⟨

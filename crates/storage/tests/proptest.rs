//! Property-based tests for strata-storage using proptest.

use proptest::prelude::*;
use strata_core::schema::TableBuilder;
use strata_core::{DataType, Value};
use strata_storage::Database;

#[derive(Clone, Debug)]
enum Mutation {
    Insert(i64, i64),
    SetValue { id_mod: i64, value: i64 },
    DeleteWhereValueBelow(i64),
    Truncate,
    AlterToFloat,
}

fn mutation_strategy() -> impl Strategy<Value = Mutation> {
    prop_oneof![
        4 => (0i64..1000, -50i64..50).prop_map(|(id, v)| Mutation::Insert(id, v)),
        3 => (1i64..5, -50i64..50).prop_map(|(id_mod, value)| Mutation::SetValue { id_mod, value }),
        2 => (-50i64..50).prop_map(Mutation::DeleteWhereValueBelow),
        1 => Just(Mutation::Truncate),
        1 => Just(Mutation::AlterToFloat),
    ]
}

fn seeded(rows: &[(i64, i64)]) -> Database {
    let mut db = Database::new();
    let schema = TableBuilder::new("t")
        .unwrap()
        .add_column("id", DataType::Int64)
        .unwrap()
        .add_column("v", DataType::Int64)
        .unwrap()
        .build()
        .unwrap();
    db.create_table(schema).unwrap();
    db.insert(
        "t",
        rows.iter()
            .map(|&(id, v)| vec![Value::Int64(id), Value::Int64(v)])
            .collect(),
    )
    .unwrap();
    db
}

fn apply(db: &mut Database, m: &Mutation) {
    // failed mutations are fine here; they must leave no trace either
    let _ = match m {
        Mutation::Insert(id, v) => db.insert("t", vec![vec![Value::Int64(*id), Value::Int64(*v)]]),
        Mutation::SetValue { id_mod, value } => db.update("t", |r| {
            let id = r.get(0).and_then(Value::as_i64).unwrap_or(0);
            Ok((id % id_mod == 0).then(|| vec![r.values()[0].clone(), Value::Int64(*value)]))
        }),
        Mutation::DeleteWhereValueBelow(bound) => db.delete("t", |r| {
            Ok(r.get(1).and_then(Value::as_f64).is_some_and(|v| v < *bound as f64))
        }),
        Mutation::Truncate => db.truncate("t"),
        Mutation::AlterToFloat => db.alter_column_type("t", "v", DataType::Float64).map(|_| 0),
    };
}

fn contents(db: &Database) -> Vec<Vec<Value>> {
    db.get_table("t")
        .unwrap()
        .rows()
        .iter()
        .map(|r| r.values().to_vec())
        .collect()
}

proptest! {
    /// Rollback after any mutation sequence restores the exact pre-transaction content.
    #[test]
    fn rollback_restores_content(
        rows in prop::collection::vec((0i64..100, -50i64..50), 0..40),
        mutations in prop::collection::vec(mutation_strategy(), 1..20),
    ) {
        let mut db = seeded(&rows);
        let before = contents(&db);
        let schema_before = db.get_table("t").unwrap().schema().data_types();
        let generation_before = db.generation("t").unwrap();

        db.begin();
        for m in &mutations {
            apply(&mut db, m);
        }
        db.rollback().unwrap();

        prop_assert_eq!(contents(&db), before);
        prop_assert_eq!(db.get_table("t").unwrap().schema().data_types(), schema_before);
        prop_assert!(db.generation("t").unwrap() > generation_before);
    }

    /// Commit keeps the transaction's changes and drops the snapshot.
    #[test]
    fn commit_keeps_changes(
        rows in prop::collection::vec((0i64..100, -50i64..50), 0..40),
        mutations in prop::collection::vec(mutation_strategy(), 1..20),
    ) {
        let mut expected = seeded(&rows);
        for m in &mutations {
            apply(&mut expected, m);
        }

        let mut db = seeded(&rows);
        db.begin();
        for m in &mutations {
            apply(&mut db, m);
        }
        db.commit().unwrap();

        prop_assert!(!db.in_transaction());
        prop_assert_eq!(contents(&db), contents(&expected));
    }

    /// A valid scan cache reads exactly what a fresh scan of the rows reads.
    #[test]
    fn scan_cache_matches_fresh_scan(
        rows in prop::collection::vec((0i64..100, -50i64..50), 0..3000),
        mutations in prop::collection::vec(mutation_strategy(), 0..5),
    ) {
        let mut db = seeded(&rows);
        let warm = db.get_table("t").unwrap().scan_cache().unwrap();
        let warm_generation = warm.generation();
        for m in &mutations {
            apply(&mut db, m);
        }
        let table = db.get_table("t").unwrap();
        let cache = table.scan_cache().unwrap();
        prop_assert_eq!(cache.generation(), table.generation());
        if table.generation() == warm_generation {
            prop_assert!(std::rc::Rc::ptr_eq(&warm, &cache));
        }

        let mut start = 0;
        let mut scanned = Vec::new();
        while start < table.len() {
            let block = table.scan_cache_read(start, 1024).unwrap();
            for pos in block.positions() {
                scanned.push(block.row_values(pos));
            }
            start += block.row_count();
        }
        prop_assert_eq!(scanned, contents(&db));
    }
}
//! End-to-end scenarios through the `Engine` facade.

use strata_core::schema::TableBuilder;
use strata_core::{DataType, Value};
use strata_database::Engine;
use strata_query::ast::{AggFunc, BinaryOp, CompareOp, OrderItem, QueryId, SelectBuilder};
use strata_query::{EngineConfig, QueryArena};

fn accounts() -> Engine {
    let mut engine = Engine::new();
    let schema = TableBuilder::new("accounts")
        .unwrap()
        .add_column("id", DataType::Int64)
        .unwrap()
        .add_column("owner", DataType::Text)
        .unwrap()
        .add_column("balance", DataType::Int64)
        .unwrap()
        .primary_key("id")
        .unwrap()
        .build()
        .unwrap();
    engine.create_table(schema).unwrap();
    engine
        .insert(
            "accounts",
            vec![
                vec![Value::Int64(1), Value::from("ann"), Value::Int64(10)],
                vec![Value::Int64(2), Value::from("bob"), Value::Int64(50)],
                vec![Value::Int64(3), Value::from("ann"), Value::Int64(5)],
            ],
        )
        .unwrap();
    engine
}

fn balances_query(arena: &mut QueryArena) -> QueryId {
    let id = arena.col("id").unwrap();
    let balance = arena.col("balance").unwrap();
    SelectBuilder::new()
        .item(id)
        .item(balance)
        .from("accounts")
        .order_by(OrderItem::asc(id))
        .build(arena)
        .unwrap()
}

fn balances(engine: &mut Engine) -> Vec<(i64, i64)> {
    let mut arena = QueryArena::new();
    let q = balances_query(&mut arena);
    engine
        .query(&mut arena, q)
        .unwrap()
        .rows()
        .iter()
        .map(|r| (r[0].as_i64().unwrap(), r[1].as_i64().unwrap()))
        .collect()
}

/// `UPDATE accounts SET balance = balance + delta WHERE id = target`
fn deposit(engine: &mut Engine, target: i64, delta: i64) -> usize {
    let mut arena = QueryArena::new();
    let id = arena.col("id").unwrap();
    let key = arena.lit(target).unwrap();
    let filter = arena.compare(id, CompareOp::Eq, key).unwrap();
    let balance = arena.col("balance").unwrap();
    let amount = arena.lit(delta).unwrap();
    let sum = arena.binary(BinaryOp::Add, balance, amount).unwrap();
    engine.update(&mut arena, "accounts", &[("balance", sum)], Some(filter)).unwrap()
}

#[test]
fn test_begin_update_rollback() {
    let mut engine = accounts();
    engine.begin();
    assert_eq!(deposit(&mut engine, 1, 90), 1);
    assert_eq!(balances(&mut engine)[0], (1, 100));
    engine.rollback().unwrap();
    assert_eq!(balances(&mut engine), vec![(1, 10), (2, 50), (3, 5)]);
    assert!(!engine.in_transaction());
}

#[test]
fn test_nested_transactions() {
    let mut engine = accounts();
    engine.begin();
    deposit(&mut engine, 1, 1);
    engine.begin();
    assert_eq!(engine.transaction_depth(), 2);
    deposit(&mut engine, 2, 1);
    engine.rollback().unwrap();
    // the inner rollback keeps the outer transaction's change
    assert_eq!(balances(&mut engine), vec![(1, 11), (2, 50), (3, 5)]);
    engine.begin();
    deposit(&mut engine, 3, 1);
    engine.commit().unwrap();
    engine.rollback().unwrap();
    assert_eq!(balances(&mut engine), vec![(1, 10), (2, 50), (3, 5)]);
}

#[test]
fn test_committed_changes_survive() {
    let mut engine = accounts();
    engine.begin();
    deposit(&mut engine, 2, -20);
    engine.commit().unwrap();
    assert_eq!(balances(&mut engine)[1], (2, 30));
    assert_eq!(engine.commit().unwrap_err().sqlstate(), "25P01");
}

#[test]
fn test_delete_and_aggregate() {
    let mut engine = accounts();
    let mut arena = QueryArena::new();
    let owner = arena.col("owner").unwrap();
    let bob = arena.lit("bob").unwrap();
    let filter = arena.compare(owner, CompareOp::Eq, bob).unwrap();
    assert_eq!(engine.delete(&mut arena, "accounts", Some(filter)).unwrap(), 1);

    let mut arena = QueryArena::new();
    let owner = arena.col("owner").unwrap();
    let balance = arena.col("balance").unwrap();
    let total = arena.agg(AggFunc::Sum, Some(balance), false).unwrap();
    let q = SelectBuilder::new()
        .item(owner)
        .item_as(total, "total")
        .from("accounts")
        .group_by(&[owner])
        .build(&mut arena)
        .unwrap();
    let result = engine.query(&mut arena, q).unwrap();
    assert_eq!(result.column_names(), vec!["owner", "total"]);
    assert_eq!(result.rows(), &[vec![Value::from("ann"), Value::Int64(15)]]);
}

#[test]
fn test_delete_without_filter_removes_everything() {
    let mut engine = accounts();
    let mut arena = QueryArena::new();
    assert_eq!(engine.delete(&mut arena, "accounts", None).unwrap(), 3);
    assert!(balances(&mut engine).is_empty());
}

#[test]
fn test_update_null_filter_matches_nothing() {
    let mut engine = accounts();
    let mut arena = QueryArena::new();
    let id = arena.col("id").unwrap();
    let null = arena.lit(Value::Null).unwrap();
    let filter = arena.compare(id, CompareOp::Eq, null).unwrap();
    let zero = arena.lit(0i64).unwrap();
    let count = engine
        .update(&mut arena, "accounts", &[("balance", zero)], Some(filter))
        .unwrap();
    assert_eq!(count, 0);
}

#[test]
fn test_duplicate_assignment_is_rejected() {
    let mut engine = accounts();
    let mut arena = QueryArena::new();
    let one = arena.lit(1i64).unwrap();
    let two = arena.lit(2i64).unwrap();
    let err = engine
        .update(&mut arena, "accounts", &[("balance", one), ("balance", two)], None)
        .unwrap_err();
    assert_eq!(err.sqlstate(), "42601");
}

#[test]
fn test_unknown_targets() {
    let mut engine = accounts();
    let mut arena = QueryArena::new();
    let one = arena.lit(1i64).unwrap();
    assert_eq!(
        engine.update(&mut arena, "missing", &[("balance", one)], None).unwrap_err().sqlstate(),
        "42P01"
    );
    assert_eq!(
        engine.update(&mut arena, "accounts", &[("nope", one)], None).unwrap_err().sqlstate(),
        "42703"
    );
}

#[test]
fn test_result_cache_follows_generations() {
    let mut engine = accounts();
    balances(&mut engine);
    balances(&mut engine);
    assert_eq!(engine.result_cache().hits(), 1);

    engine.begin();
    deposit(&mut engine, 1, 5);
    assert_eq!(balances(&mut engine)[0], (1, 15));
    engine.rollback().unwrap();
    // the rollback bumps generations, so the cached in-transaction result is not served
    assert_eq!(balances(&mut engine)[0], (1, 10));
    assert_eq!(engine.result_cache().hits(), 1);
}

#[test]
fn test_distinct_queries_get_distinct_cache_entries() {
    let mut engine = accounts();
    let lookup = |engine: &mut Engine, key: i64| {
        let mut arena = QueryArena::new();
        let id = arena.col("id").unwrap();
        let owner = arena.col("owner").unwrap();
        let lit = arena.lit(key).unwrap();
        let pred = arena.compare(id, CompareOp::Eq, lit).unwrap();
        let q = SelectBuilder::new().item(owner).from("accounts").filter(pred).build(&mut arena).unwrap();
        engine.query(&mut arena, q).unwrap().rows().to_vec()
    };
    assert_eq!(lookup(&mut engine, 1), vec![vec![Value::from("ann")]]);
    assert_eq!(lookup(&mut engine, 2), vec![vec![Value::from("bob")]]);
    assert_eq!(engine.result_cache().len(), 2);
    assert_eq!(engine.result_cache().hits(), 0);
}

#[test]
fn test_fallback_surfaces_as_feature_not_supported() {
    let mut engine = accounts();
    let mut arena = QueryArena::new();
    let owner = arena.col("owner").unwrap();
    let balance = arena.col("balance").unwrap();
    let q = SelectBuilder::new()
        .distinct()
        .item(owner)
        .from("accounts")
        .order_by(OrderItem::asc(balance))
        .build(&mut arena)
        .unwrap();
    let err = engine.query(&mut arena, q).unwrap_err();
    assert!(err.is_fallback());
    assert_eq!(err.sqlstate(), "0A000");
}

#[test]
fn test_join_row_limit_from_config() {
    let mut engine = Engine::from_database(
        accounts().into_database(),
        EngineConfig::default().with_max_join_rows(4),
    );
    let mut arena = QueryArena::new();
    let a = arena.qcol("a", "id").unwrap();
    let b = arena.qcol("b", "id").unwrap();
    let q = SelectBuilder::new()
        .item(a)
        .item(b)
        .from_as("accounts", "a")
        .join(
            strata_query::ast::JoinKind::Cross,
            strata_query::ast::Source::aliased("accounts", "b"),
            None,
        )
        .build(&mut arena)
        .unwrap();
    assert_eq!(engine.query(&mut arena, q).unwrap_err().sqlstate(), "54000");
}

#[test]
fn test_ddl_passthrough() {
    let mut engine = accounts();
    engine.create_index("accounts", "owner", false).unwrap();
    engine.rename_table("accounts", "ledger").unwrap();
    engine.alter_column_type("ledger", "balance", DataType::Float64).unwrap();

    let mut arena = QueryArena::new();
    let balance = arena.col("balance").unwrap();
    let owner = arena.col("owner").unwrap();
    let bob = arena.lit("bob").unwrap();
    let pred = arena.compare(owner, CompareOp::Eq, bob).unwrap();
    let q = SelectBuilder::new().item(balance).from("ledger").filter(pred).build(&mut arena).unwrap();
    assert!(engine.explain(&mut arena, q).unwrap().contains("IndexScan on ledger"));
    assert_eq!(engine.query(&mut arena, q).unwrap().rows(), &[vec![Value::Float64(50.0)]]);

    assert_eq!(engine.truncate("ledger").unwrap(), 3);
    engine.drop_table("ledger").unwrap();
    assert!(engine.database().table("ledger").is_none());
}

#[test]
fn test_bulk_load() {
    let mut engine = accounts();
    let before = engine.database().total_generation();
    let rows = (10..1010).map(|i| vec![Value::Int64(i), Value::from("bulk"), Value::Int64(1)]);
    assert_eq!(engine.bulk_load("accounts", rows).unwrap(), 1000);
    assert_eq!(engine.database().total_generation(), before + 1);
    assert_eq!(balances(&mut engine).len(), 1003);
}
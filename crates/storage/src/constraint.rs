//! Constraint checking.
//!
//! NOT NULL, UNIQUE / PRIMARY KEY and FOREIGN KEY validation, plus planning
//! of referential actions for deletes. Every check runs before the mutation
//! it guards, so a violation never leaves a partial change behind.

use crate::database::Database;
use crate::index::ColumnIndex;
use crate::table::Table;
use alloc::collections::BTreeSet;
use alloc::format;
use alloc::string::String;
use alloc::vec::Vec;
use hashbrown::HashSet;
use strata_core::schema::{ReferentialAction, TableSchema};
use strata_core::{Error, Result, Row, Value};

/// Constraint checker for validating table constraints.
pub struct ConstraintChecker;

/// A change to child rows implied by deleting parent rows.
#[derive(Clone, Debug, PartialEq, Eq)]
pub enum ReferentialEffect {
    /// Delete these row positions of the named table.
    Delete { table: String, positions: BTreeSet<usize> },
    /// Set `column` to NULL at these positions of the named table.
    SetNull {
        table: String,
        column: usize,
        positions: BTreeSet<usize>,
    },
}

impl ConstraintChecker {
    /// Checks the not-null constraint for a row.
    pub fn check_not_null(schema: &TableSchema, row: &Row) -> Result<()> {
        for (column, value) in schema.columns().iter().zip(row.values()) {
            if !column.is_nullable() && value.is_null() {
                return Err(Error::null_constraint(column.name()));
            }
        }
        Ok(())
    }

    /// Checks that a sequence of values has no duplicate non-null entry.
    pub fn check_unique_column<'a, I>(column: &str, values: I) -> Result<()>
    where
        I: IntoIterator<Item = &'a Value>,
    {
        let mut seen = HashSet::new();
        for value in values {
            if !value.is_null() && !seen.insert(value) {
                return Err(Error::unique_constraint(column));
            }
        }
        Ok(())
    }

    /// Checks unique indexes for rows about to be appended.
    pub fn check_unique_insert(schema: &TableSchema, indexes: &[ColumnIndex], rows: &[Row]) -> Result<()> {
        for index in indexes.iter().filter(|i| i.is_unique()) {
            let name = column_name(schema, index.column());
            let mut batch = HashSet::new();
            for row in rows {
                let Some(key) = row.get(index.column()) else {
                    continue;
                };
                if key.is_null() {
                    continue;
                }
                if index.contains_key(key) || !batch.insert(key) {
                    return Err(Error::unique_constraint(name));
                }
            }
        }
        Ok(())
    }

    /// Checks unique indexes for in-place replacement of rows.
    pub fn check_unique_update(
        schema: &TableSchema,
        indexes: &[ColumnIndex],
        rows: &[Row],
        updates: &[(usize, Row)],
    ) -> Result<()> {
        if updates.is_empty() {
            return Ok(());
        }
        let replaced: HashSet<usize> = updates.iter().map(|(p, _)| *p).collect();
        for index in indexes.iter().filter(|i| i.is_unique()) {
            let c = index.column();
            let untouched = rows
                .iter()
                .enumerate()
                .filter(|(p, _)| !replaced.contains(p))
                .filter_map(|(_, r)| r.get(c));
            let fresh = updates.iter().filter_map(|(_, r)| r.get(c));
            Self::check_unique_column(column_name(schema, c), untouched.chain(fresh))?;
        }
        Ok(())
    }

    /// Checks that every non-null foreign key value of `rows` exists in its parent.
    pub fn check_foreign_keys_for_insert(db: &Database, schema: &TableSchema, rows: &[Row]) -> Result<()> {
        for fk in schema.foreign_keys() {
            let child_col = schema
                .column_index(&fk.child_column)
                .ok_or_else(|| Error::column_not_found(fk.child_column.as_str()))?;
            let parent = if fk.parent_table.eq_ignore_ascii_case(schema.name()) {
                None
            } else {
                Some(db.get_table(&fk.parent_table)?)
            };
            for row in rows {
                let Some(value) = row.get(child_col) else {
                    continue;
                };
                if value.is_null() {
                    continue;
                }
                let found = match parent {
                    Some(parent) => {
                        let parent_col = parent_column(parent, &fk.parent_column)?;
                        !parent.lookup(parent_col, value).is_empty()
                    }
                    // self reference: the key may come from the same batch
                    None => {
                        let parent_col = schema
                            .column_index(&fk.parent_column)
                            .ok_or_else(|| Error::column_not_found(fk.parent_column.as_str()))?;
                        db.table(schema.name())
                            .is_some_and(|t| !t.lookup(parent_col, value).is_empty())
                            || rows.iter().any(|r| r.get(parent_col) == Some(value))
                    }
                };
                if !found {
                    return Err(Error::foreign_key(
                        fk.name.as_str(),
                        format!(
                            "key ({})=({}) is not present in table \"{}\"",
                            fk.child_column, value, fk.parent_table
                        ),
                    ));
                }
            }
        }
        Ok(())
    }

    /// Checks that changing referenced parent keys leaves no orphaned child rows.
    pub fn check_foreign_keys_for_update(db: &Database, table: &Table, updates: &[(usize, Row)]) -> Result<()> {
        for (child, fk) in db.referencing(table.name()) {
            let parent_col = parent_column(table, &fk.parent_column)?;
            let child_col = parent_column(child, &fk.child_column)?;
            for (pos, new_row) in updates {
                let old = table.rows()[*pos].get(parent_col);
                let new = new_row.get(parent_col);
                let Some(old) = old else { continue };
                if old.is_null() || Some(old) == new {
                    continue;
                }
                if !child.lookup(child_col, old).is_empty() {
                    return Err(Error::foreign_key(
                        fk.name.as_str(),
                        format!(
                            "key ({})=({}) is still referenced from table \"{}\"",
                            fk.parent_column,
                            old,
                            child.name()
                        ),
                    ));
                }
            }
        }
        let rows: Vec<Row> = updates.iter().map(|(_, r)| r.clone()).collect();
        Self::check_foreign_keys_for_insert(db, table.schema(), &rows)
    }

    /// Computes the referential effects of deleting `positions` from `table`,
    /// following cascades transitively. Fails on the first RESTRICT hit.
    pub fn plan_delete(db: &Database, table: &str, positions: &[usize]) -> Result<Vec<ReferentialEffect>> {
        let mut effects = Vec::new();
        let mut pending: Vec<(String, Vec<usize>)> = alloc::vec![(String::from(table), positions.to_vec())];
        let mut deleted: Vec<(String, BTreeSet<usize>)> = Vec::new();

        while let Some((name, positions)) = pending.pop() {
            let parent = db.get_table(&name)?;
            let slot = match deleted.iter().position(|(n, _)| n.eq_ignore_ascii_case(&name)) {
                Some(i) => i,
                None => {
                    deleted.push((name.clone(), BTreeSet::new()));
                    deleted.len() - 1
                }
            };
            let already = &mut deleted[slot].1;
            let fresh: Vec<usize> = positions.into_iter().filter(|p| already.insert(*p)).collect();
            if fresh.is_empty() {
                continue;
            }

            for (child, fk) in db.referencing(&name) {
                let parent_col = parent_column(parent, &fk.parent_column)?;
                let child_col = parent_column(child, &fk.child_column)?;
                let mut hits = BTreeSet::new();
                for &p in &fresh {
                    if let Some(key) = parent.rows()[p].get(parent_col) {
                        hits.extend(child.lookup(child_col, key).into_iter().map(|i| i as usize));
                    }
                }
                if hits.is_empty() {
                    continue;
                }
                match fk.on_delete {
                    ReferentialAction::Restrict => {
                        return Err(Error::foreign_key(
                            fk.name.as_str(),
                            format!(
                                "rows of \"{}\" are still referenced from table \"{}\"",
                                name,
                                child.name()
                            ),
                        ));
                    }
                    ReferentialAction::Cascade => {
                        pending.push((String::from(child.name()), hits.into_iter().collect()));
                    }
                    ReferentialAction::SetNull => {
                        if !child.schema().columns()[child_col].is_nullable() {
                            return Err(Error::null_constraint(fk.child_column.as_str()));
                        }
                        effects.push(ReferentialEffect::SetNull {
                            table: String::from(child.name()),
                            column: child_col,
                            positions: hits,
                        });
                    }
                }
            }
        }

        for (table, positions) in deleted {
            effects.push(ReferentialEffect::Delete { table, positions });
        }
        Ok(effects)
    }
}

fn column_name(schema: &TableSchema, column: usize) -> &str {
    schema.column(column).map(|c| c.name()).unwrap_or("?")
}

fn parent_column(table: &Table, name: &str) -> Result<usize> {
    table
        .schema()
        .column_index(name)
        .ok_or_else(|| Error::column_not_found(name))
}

⟩

(Task item):
Tell how many lines of the records above hold "deposit", giving the number and nothing else.

(Answer to this task):
7